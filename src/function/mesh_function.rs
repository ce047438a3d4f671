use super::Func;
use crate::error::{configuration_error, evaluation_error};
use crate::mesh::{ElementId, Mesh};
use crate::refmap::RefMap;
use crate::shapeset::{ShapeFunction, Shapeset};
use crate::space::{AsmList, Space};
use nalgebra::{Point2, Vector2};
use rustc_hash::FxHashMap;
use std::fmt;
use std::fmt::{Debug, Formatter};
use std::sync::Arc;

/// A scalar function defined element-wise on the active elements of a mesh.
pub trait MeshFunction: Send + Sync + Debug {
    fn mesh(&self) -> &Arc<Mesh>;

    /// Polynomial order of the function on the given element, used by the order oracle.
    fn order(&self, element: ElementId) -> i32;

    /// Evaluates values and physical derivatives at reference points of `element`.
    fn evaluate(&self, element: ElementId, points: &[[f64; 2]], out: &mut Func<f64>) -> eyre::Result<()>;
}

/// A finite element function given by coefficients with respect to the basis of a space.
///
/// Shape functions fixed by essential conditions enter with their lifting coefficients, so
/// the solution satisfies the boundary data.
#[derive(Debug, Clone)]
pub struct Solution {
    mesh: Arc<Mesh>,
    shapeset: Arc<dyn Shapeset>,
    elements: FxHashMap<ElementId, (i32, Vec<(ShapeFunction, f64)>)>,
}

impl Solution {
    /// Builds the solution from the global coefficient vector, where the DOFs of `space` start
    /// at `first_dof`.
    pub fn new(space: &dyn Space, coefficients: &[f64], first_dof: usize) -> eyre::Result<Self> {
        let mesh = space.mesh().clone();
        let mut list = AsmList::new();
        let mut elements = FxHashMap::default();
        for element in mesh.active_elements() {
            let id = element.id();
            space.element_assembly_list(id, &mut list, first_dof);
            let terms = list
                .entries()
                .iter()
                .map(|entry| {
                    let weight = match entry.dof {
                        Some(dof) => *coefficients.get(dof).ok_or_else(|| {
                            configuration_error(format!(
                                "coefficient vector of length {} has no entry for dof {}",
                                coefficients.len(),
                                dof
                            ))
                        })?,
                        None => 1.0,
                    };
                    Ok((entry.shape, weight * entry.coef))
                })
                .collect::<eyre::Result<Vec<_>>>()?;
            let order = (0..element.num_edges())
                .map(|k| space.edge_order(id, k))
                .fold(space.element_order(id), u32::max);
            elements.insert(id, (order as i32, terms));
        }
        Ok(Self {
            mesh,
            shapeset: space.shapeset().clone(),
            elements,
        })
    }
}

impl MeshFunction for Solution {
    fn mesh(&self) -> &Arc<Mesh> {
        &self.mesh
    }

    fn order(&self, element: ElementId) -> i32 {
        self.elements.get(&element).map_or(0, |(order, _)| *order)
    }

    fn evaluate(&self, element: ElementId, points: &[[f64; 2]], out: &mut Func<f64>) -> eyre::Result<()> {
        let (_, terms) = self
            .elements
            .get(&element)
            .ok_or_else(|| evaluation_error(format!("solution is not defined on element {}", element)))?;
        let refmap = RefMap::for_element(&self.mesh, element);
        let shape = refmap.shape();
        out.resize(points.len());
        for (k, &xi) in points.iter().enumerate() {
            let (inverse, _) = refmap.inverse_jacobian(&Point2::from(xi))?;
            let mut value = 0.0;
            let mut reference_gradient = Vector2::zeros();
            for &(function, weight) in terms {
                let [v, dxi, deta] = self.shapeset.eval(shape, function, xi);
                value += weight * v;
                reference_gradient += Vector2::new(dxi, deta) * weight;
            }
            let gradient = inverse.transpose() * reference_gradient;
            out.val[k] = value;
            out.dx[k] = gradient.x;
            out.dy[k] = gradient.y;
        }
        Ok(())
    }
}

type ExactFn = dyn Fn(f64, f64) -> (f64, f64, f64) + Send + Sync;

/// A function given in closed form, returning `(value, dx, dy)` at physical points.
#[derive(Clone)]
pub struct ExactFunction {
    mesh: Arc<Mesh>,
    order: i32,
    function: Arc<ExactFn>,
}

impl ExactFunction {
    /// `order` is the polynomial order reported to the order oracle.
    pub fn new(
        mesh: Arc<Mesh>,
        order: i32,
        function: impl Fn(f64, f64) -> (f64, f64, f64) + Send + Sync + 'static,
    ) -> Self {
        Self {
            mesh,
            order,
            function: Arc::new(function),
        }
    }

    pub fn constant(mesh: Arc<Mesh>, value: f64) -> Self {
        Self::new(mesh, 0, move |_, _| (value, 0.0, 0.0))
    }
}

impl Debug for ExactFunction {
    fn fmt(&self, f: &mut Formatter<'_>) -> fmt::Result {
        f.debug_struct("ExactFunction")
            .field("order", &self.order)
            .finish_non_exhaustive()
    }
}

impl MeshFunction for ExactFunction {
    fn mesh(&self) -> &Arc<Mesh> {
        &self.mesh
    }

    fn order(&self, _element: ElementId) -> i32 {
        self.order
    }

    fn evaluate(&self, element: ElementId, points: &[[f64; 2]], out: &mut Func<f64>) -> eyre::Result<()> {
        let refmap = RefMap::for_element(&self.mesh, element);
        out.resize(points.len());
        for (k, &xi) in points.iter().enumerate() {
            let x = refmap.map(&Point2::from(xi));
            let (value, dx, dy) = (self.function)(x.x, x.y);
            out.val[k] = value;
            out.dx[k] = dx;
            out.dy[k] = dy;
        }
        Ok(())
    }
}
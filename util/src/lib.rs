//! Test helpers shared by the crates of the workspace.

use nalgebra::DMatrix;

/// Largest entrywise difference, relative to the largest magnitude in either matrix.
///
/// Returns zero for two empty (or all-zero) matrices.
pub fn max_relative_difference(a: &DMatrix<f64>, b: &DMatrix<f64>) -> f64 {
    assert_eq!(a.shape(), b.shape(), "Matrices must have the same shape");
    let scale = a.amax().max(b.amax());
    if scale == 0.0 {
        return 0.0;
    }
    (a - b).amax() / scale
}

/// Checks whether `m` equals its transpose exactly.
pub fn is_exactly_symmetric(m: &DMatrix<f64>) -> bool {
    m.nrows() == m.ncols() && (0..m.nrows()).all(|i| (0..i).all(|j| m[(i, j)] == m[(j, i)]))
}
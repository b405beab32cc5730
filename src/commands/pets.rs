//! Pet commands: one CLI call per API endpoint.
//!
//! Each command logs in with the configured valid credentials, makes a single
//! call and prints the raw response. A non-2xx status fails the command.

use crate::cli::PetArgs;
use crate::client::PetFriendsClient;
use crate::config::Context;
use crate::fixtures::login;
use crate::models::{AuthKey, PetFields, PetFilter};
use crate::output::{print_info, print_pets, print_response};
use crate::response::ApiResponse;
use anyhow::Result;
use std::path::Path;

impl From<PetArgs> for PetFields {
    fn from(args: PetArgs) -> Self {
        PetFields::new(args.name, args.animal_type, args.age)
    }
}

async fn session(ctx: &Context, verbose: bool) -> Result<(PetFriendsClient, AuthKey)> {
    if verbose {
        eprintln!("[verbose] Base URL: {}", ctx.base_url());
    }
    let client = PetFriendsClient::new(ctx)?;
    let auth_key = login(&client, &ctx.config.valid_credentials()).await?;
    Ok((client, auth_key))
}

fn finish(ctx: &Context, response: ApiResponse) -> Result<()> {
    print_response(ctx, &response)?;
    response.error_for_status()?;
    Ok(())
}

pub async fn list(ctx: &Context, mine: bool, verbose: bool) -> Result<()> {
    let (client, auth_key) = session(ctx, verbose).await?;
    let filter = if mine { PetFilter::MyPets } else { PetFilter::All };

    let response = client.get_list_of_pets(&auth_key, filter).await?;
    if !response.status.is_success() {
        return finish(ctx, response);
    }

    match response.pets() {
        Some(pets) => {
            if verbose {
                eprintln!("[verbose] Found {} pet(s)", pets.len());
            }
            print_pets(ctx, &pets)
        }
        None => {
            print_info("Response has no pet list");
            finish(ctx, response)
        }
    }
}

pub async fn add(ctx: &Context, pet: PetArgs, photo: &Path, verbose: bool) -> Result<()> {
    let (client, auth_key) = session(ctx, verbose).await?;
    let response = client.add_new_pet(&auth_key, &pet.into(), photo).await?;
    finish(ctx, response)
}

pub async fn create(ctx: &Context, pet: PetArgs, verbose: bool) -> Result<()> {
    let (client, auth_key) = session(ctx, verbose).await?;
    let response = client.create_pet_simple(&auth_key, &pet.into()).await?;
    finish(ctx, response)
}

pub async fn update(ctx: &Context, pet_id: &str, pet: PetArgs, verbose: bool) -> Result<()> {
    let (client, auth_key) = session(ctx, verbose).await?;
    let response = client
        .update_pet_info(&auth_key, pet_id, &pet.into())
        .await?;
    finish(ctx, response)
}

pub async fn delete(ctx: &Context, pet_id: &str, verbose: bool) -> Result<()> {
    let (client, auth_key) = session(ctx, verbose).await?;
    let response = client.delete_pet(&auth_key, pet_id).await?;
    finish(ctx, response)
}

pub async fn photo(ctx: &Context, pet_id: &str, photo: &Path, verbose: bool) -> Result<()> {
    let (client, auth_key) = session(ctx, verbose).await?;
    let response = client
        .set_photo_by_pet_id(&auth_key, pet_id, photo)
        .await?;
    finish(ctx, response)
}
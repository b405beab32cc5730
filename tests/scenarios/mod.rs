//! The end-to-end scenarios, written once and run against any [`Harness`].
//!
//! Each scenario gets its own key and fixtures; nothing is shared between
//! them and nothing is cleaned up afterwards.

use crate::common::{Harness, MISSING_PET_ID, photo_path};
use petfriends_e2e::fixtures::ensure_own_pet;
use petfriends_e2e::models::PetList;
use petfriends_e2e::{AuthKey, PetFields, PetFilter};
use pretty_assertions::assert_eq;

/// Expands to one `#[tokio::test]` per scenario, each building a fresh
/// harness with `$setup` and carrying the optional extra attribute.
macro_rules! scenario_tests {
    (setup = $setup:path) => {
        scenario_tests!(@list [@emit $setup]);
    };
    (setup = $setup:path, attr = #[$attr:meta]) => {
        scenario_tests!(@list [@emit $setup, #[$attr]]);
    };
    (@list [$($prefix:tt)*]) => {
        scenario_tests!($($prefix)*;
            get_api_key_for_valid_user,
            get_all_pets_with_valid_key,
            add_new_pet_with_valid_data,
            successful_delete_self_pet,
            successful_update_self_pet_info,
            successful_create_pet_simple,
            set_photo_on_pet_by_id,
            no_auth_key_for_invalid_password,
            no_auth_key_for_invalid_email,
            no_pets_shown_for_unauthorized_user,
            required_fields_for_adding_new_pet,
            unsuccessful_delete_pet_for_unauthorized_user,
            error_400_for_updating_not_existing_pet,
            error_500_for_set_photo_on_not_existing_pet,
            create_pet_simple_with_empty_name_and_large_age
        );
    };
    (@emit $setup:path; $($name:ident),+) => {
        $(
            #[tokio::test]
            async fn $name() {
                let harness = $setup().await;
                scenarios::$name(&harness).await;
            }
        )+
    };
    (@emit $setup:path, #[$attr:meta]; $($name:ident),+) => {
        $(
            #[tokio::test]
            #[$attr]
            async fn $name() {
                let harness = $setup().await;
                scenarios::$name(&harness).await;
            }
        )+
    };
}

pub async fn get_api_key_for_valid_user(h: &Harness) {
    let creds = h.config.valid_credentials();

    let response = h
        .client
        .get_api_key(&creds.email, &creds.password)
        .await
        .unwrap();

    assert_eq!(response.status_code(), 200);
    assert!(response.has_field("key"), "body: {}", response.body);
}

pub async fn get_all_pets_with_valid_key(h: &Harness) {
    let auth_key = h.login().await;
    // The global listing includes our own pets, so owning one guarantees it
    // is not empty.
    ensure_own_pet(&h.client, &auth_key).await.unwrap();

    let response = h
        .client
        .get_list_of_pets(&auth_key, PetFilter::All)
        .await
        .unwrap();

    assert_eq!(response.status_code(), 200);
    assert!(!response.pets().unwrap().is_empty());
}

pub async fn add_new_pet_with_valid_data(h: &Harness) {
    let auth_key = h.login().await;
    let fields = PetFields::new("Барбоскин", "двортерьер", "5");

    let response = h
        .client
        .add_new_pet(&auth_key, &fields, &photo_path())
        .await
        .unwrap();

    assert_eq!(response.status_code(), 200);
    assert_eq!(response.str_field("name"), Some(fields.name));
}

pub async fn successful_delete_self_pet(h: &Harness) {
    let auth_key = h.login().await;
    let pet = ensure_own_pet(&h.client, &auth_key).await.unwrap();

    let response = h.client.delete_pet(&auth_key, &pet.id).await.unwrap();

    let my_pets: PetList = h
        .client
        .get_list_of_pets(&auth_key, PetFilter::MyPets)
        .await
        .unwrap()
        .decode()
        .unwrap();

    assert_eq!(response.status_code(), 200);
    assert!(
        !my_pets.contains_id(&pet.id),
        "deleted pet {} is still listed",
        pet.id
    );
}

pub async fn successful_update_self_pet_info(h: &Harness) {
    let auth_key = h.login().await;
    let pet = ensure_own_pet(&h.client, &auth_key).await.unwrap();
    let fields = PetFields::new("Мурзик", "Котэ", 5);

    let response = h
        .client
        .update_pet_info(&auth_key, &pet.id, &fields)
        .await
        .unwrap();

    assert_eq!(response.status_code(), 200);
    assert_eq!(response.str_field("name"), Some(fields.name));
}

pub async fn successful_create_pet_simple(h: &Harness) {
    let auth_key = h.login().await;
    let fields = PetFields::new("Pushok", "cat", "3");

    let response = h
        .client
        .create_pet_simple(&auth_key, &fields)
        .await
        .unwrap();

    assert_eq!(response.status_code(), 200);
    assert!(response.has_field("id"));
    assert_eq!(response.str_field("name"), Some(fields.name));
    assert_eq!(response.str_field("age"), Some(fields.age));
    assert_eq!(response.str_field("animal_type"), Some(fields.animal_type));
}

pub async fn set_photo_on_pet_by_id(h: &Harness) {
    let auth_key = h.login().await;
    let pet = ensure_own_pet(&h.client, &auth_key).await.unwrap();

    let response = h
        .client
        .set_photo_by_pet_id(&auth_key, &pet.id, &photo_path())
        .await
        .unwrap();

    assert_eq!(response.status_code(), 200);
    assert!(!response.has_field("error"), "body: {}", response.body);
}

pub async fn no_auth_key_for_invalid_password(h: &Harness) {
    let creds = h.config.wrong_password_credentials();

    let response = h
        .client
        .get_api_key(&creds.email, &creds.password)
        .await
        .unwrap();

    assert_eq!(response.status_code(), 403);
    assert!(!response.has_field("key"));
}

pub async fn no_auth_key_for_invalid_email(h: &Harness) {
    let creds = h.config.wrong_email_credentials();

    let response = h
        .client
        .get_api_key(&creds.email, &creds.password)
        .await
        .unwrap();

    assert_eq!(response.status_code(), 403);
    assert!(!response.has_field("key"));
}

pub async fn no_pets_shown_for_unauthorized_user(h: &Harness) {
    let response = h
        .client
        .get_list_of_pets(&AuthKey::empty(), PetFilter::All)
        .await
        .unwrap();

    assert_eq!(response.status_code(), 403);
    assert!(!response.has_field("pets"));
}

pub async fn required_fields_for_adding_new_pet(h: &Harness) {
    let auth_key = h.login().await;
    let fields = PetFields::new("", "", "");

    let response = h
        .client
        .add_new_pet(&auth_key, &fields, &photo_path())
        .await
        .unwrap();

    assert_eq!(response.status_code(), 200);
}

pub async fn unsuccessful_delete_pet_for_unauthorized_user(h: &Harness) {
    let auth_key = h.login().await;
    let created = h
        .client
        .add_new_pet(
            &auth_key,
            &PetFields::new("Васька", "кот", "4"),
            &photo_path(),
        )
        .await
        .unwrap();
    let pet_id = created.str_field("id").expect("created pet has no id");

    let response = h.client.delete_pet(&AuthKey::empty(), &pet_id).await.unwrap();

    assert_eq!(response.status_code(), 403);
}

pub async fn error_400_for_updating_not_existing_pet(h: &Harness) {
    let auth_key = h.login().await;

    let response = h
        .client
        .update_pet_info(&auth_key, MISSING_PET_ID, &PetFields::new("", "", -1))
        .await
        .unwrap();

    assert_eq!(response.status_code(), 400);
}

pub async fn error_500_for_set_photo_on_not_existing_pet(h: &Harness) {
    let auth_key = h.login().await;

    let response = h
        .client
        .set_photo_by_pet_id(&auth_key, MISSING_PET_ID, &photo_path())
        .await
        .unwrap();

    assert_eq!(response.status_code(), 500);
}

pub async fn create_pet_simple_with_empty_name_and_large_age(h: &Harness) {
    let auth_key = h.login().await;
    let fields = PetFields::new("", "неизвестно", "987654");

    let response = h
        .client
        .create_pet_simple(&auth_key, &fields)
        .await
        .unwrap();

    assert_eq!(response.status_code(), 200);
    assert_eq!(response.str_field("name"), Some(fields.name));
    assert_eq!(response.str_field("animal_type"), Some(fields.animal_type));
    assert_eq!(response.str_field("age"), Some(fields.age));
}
________
If a line above contains the word "AuthKey", it counts; state how many lines count, and nothing more.

[FINAL ANSWER]:
5